┌──

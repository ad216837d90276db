use crate::error::Result;
use std::io::Write;
use std::path::Path;
use tempfile::NamedTempFile;

/// Atomically write `data` to `path` using a tempfile in the same directory.
/// A persisted profile on disk is therefore always a complete record.
pub fn atomic_write(path: &Path, data: &[u8]) -> Result<()> {
    if let Some(parent) = path.parent() {
        std::fs::create_dir_all(parent)?;
    }
    let dir = path.parent().unwrap_or(Path::new("."));
    let mut tmp = NamedTempFile::new_in(dir)?;
    tmp.write_all(data)?;
    tmp.persist(path).map_err(|e| e.error)?;
    Ok(())
}

/// Create a directory and all parents, idempotent.
pub fn ensure_dir(path: &Path) -> Result<()> {
    std::fs::create_dir_all(path)?;
    Ok(())
}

└──

Problem requirements
What should be returned is the run of lines from the first line of the material through the line containing "tmp.write_all(data)?;", exact and inclusive, and nothing else.

Problem solution
repository ad216837d90276db
use crate::error::Result;
use std::io::Write;
use std::path::Path;
use tempfile::NamedTempFile;

/// Atomically write `data` to `path` using a tempfile in the same directory.
/// A persisted profile on disk is therefore always a complete record.
pub fn atomic_write(path: &Path, data: &[u8]) -> Result<()> {
    if let Some(parent) = path.parent() {
        std::fs::create_dir_all(parent)?;
    }
    let dir = path.parent().unwrap_or(Path::new("."));
    let mut tmp = NamedTempFile::new_in(dir)?;
    tmp.write_all(data)?;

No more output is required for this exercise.